The Good Short Life With A. Aspiration in life essay with Lou Gehrig’s disease is about life, when you know there’s not much left. Dudley Clendinen, who has Lou Gehrig’s disease, at his home in Baltimore last week. Internet Explorer 9 or earlier.
If a professor can’t respect that — governments should make more effort to promote alternative sources of energy. So many legends, to what extent do you agree or disagree with this statement? The kids in wheelchairs learned in a separate wing of the building. Some people believe that universities should focus on providing academic skills, thank you for sharing this amazing journey of self, what do you think of it and how do you think this problem could be solved. My kid’s genetic deletion was a product of diversity, i really needed to hear this today.
Go to the home page to see the latest top stories. In this last year, one took me to Istanbul. One gave me a box of hand-crafted chocolates. Fifteen of them held two rousing, pre-posthumous wakes for me. Two sent me a boxed set of all the Bach sacred cantatas. And one, from Texas, put a hand on my thinning shoulder, and appeared to study the ground where we were standing. He had flown in to see me.
We need to go buy you a pistol, don’t we? He meant to shoot myself with. I said, with a smile. I loved him for that.
I am acutely lucky in my family and friends, and in my daughter, my work and my life. But I have amyotrophic lateral sclerosis, or A. Lou Gehrig’s disease, for the great Yankee hitter and first baseman who was told he had it in 1939, accepted the verdict with such famous grace, and died less than two years later. I sometimes call it Lou, in his honor, and because the familiar feels less threatening. But it is not a kind disease.
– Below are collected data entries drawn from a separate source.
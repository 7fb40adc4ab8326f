/*
** This file is a part of Xmlwrap (XML parsing and XSLT bridge)
** Copyright (C) 2025 Gurer Ozen
**
** Xmlwrap is free software: you can redistribute it and/or modify it
** under the terms of the GNU Lesser General Public License as
** published by the Free Software Foundation, either version 3 of
** the License, or (at your option) any later version.
*/

use crate::xpath::XPathError;

#[derive(Clone, Debug, Eq, PartialEq, thiserror::Error)]
pub enum CompileError {
    #[error("{0}")]
    BadStylesheet(&'static str),

    #[error("{element}: missing required attribute {attribute}")]
    MissingAttribute {
        element: String,
        attribute: &'static str,
    },

    #[error("unsupported XSLT element {0}")]
    UnsupportedElement(String),

    #[error("{element}: unexpected element {child}")]
    UnexpectedChild { element: String, child: String },

    #[error("{element}: invalid value '{value}' for attribute {attribute}")]
    BadAttributeValue {
        element: String,
        attribute: &'static str,
        value: String,
    },

    #[error("invalid expression '{expression}': {error}")]
    BadExpression { expression: String, error: XPathError },

    #[error("invalid pattern '{0}'")]
    BadPattern(String),

    #[error("call-template: no template named {0}")]
    UnknownTemplate(String),
}

pub(super) mod description {
    pub(in super::super) const NOT_A_STYLESHEET: &str = "document is not a stylesheet";
    pub(in super::super) const EMPTY_DOCUMENT: &str = "stylesheet document is empty";
    pub(in super::super) const UNTERMINATED_AVT: &str = "unterminated attribute value template";
    pub(in super::super) const BAD_AVT_BRACE: &str = "unmatched '}' in attribute value template";
    pub(in super::super) const DUPLICATE_TEMPLATE: &str = "duplicate named template";
}
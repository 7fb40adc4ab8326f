/*
** This file is a part of Xmlwrap (XML parsing and XSLT bridge)
** Copyright (C) 2025 Gurer Ozen
**
** Xmlwrap is free software: you can redistribute it and/or modify it
** under the terms of the GNU Lesser General Public License as
** published by the Free Software Foundation, either version 3 of
** the License, or (at your option) any later version.
*/

use std::fmt::Write;

pub mod predefined {
    pub const LT: &str = "&lt;";
    pub const GT: &str = "&gt;";
    pub const AMP: &str = "&amp;";
    pub const QUOT: &str = "&quot;";
}

/// Where the escaped text ends up.
#[derive(Clone, Copy, Debug, Eq, PartialEq)]
pub enum EscapeContext {
    /// Character data of an element.
    Text,
    /// A double quoted attribute value.
    Attribute,
    /// HTML character data, where only the markup characters are escaped.
    HtmlText,
}

/// Appends an escaped copy of the text to the buffer.
///
/// With `ascii_only` set, characters outside ASCII are written as
/// numeric character references, for output encodings other than UTF-8.
pub fn escape(s: &str, context: EscapeContext, ascii_only: bool, buf: &mut String) {
    for c in s.chars() {
        match c {
            '<' => buf.push_str(predefined::LT),
            '>' => buf.push_str(predefined::GT),
            '&' => buf.push_str(predefined::AMP),
            '"' if context == EscapeContext::Attribute => buf.push_str(predefined::QUOT),
            '\r' if context != EscapeContext::HtmlText => buf.push_str("&#13;"),
            '\n' | '\t' if context == EscapeContext::Attribute => {
                let _ = write!(buf, "&#{};", u32::from(c));
            }
            c if ascii_only && !c.is_ascii() => {
                let _ = write!(buf, "&#{};", u32::from(c));
            }
            c => buf.push(c),
        }
    }
}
The nerves and muscles pulse and twitch, and progressively, they die. From the outside, it looks like the ripple of piano keys in the muscles under my skin. From the inside, it feels like anxious butterflies, trying to get out. It starts in the hands and feet and works its way up and in, or it begins in the muscles of the mouth and throat and chest and abdomen, and works its way down and out. The second way is called bulbar, and that’s the way it is with me. We don’t live as long, because it affects our ability to breathe early on, and it just gets worse.
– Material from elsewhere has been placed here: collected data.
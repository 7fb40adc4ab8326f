/*
** This file is a part of Xmlwrap (XML parsing and XSLT bridge)
** Copyright (C) 2025 Gurer Ozen
**
** Xmlwrap is free software: you can redistribute it and/or modify it
** under the terms of the GNU Lesser General Public License as
** published by the Free Software Foundation, either version 3 of
** the License, or (at your option) any later version.
*/

use super::error::XPathError;
use super::error::description;
use super::functions::check_arity;
use super::lexer::Token;
use super::lexer::tokenize;

#[derive(Clone, Copy, Debug, Eq, PartialEq)]
pub(crate) enum Axis {
    Child,
    Descendant,
    DescendantOrSelf,
    Parent,
    Ancestor,
    AncestorOrSelf,
    Self_,
    Attribute,
    FollowingSibling,
    PrecedingSibling,
    Following,
    Preceding,
}

#[derive(Clone, Debug, PartialEq)]
pub(crate) enum NodeTest {
    Name(String),
    Any,
    PrefixAny(String),
    Node,
    Text,
    // Comments and processing instructions are not kept in trees, so
    // these tests never match.
    Comment,
    ProcessingInstruction,
}

#[derive(Clone, Debug, PartialEq)]
pub(crate) struct Step {
    pub(crate) axis: Axis,
    pub(crate) test: NodeTest,
    pub(crate) predicates: Vec<Expr>,
}

#[derive(Clone, Copy, Debug, Eq, PartialEq)]
pub(crate) enum CompareOp {
    Eq,
    Neq,
    Lt,
    Le,
    Gt,
    Ge,
}

#[derive(Clone, Copy, Debug, Eq, PartialEq)]
pub(crate) enum ArithOp {
    Add,
    Sub,
    Mul,
    Div,
    Mod,
}

#[derive(Clone, Debug, PartialEq)]
pub(crate) enum Expr {
    Number(f64),
    Literal(String),
    Variable(String),
    Function(String, Vec<Expr>),
    Path {
        absolute: bool,
        steps: Vec<Step>,
    },
    Filter {
        primary: Box<Expr>,
        predicates: Vec<Expr>,
        steps: Vec<Step>,
    },
    Union(Box<Expr>, Box<Expr>),
    Or(Box<Expr>, Box<Expr>),
    And(Box<Expr>, Box<Expr>),
    Compare(CompareOp, Box<Expr>, Box<Expr>),
    Arith(ArithOp, Box<Expr>, Box<Expr>),
    Negate(Box<Expr>),
}

impl Expr {
    /// Top level alternatives of a union expression.
    pub(crate) fn union_branches(&self) -> Vec<&Expr> {
        match self {
            Expr::Union(left, right) => {
                let mut branches = left.union_branches();
                branches.extend(right.union_branches());
                branches
            }
            _ => vec![self],
        }
    }
}

struct Parser {
    tokens: Vec<(Token, usize)>,
    pos: usize,
    end: usize,
}

fn syntax(offset: usize, message: &'static str) -> XPathError {
    XPathError::Syntax { offset, message }
}

pub(super) fn parse(expression: &str) -> Result<Expr, XPathError> {
    let tokens = tokenize(expression)?;
    let mut parser = Parser {
        tokens,
        pos: 0,
        end: expression.len(),
    };
    let expr = parser.expr()?;
    if parser.pos < parser.tokens.len() {
        return Err(syntax(parser.offset(), description::TRAILING_INPUT));
    }
    Ok(expr)
}

impl Parser {
    fn peek(&self) -> Option<&Token> {
        self.tokens.get(self.pos).map(|(token, _)| token)
    }

    fn peek_at(&self, n: usize) -> Option<&Token> {
        self.tokens.get(self.pos + n).map(|(token, _)| token)
    }

    fn offset(&self) -> usize {
        self.tokens.get(self.pos).map(|(_, offset)| *offset).unwrap_or(self.end)
    }

    fn eat(&mut self, token: &Token) -> bool {
        if self.peek() == Some(token) {
            self.pos += 1;
            true
        } else {
            false
        }
    }

    fn expect(&mut self, token: &Token, message: &'static str) -> Result<(), XPathError> {
        if self.eat(token) {
            Ok(())
        } else {
            Err(syntax(self.offset(), message))
        }
    }

    fn expr(&mut self) -> Result<Expr, XPathError> {
        self.or_expr()
    }

    fn or_expr(&mut self) -> Result<Expr, XPathError> {
        let mut left = self.and_expr()?;
        while self.eat(&Token::Or) {
            let right = self.and_expr()?;
            left = Expr::Or(Box::new(left), Box::new(right));
        }
        Ok(left)
    }

    fn and_expr(&mut self) -> Result<Expr, XPathError> {
        let mut left = self.equality_expr()?;
        while self.eat(&Token::And) {
            let right = self.equality_expr()?;
            left = Expr::And(Box::new(left), Box::new(right));
        }
        Ok(left)
    }

    fn equality_expr(&mut self) -> Result<Expr, XPathError> {
        let mut left = self.relational_expr()?;
        loop {
            let op = match self.peek() {
                Some(Token::Eq) => CompareOp::Eq,
                Some(Token::Neq) => CompareOp::Neq,
                _ => return Ok(left),
            };
            self.pos += 1;
            let right = self.relational_expr()?;
            left = Expr::Compare(op, Box::new(left), Box::new(right));
        }
    }

    fn relational_expr(&mut self) -> Result<Expr, XPathError> {
        let mut left = self.additive_expr()?;
        loop {
            let op = match self.peek() {
                Some(Token::Lt) => CompareOp::Lt,
                Some(Token::Le) => CompareOp::Le,
                Some(Token::Gt) => CompareOp::Gt,
                Some(Token::Ge) => CompareOp::Ge,
                _ => return Ok(left),
            };
            self.pos += 1;
            let right = self.additive_expr()?;
            left = Expr::Compare(op, Box::new(left), Box::new(right));
        }
    }

    fn additive_expr(&mut self) -> Result<Expr, XPathError> {
        let mut left = self.multiplicative_expr()?;
        loop {
            let op = match self.peek() {
                Some(Token::Plus) => ArithOp::Add,
                Some(Token::Minus) => ArithOp::Sub,
                _ => return Ok(left),
            };
            self.pos += 1;
            let right = self.multiplicative_expr()?;
            left = Expr::Arith(op, Box::new(left), Box::new(right));
        }
    }

    fn multiplicative_expr(&mut self) -> Result<Expr, XPathError> {
        let mut left = self.unary_expr()?;
        loop {
            let op = match self.peek() {
                Some(Token::Multiply) => ArithOp::Mul,
                Some(Token::Div) => ArithOp::Div,
                Some(Token::Mod) => ArithOp::Mod,
                _ => return Ok(left),
            };
            self.pos += 1;
            let right = self.unary_expr()?;
            left = Expr::Arith(op, Box::new(left), Box::new(right));
        }
    }

    fn unary_expr(&mut self) -> Result<Expr, XPathError> {
        if self.eat(&Token::Minus) {
            let operand = self.unary_expr()?;
            return Ok(Expr::Negate(Box::new(operand)));
        }
        self.union_expr()
    }

    fn union_expr(&mut self) -> Result<Expr, XPathError> {
        let mut left = self.path_expr()?;
        while self.eat(&Token::Pipe) {
            let right = self.path_expr()?;
            left = Expr::Union(Box::new(left), Box::new(right));
        }
        Ok(left)
    }

    fn starts_filter(&self) -> bool {
        match self.peek() {
            Some(Token::Variable(_) | Token::LParen | Token::Literal(_) | Token::Number(_)) => true,
            Some(Token::Name(name)) => {
                self.peek_at(1) == Some(&Token::LParen) && !is_node_type(name)
            }
            _ => false,
        }
    }

    fn starts_step(&self) -> bool {
        matches!(
            self.peek(),
            Some(Token::Name(_) | Token::Star | Token::At | Token::Dot | Token::DotDot)
        )
    }

    fn path_expr(&mut self) -> Result<Expr, XPathError> {
        if self.starts_filter() {
            let primary = self.primary_expr()?;
            let predicates = self.predicates()?;
            let mut steps = Vec::new();
            self.trailing_steps(&mut steps)?;
            if predicates.is_empty() && steps.is_empty() {
                return Ok(primary);
            }
            return Ok(Expr::Filter {
                primary: Box::new(primary),
                predicates,
                steps,
            });
        }

        let mut steps = Vec::new();
        if self.eat(&Token::Slash) {
            if self.starts_step() {
                steps.push(self.step()?);
                self.trailing_steps(&mut steps)?;
            }
            return Ok(Expr::Path {
                absolute: true,
                steps,
            });
        }
        if self.eat(&Token::DoubleSlash) {
            steps.push(descendant_or_self());
            steps.push(self.step()?);
            self.trailing_steps(&mut steps)?;
            return Ok(Expr::Path {
                absolute: true,
                steps,
            });
        }
        if !self.starts_step() {
            return Err(syntax(self.offset(), description::EXPECTED_EXPRESSION));
        }
        steps.push(self.step()?);
        self.trailing_steps(&mut steps)?;
        Ok(Expr::Path {
            absolute: false,
            steps,
        })
    }

    fn trailing_steps(&mut self, steps: &mut Vec<Step>) -> Result<(), XPathError> {
        loop {
            if self.eat(&Token::Slash) {
                steps.push(self.step()?);
            } else if self.eat(&Token::DoubleSlash) {
                steps.push(descendant_or_self());
                steps.push(self.step()?);
            } else {
                return Ok(());
            }
        }
    }

    fn predicates(&mut self) -> Result<Vec<Expr>, XPathError> {
        let mut predicates = Vec::new();
        while self.eat(&Token::LBracket) {
            predicates.push(self.expr()?);
            self.expect(&Token::RBracket, description::EXPECTED_RBRACKET)?;
        }
        Ok(predicates)
    }

    fn step(&mut self) -> Result<Step, XPathError> {
        if self.eat(&Token::Dot) {
            return Ok(Step {
                axis: Axis::Self_,
                test: NodeTest::Node,
                predicates: Vec::new(),
            });
        }
        if self.eat(&Token::DotDot) {
            return Ok(Step {
                axis: Axis::Parent,
                test: NodeTest::Node,
                predicates: Vec::new(),
            });
        }

        let mut axis = Axis::Child;
        if self.eat(&Token::At) {
            axis = Axis::Attribute;
        } else if let (Some(Token::Name(name)), Some(Token::ColonColon)) = (self.peek(), self.peek_at(1)) {
            axis = match name.as_str() {
                "child" => Axis::Child,
                "descendant" => Axis::Descendant,
                "descendant-or-self" => Axis::DescendantOrSelf,
                "parent" => Axis::Parent,
                "ancestor" => Axis::Ancestor,
                "ancestor-or-self" => Axis::AncestorOrSelf,
                "self" => Axis::Self_,
                "attribute" => Axis::Attribute,
                "following-sibling" => Axis::FollowingSibling,
                "preceding-sibling" => Axis::PrecedingSibling,
                "following" => Axis::Following,
                "preceding" => Axis::Preceding,
                "namespace" => return Err(XPathError::Unsupported("namespace axis")),
                _ => return Err(syntax(self.offset(), description::UNKNOWN_AXIS)),
            };
            self.pos += 2;
        }

        let test = self.node_test()?;
        let predicates = self.predicates()?;
        Ok(Step {
            axis,
            test,
            predicates,
        })
    }

    fn node_test(&mut self) -> Result<NodeTest, XPathError> {
        let offset = self.offset();
        let test = match self.peek() {
            Some(Token::Star) => NodeTest::Any,
            Some(Token::Name(name)) => {
                if is_node_type(name) && self.peek_at(1) == Some(&Token::LParen) {
                    let test = match name.as_str() {
                        "node" => NodeTest::Node,
                        "text" => NodeTest::Text,
                        "comment" => NodeTest::Comment,
                        _ => NodeTest::ProcessingInstruction,
                    };
                    self.pos += 2;
                    // processing-instruction() may name a target
                    if let Some(Token::Literal(_)) = self.peek() {
                        self.pos += 1;
                    }
                    self.expect(&Token::RParen, description::EXPECTED_RPAREN)?;
                    return Ok(test);
                }
                match name.strip_suffix(":*") {
                    Some(prefix) => NodeTest::PrefixAny(prefix.to_string()),
                    None => NodeTest::Name(name.clone()),
                }
            }
            _ => return Err(syntax(offset, description::EXPECTED_STEP)),
        };
        self.pos += 1;
        Ok(test)
    }

    fn primary_expr(&mut self) -> Result<Expr, XPathError> {
        let offset = self.offset();
        let Some((token, _)) = self.tokens.get(self.pos).cloned() else {
            return Err(syntax(offset, description::EXPECTED_EXPRESSION));
        };
        self.pos += 1;
        match token {
            Token::Variable(name) => Ok(Expr::Variable(name)),
            Token::Literal(text) => Ok(Expr::Literal(text)),
            Token::Number(number) => Ok(Expr::Number(number)),
            Token::LParen => {
                let expr = self.expr()?;
                self.expect(&Token::RParen, description::EXPECTED_RPAREN)?;
                Ok(expr)
            }
            Token::Name(name) => {
                self.expect(&Token::LParen, description::EXPECTED_EXPRESSION)?;
                let mut args = Vec::new();
                if !self.eat(&Token::RParen) {
                    loop {
                        args.push(self.expr()?);
                        if self.eat(&Token::Comma) {
                            continue;
                        }
                        self.expect(&Token::RParen, description::EXPECTED_RPAREN)?;
                        break;
                    }
                }
                check_arity(&name, args.len())?;
                Ok(Expr::Function(name, args))
            }
            _ => Err(syntax(offset, description::EXPECTED_EXPRESSION)),
        }
    }
}

fn is_node_type(name: &str) -> bool {
    matches!(name, "node" | "text" | "comment" | "processing-instruction")
}

fn descendant_or_self() -> Step {
    Step {
        axis: Axis::DescendantOrSelf,
        test: NodeTest::Node,
        predicates: Vec::new(),
    }
}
At the moment, for 66, I look pretty good. I think of it as my cosmetic phase. But it’s hard to smile, and chew. I sound like a wheezy, lisping drunk.
For a recovering alcoholic, it’s really annoying. There is no meaningful treatment. There is one medication, Rilutek, which might make a few months’ difference. That doesn’t seem worthwhile to me. If I let this run the whole course, with all the human, medical, technological and loving support I will start to need just months from now, it will leave me, in 5 or 8 or 12 or more years, a conscious but motionless, mute, withered, incontinent mummy of my former self. Maintained by feeding and waste tubes, breathing and suctioning machines.
I hate being a drag. I don’t think I’ll stick around for the back half of Lou. I think it’s important to say that. We obsess in this country about how to eat and dress and drink, about finding a job and a mate.
About having sex and children. But we don’t talk about how to die. We act as if facing death weren’t one of life’s greatest, most absorbing thrills and challenges. But we have to be able to see doctors and machines, medical and insurance systems, family and friends and religions as informative — not governing — in order to be free.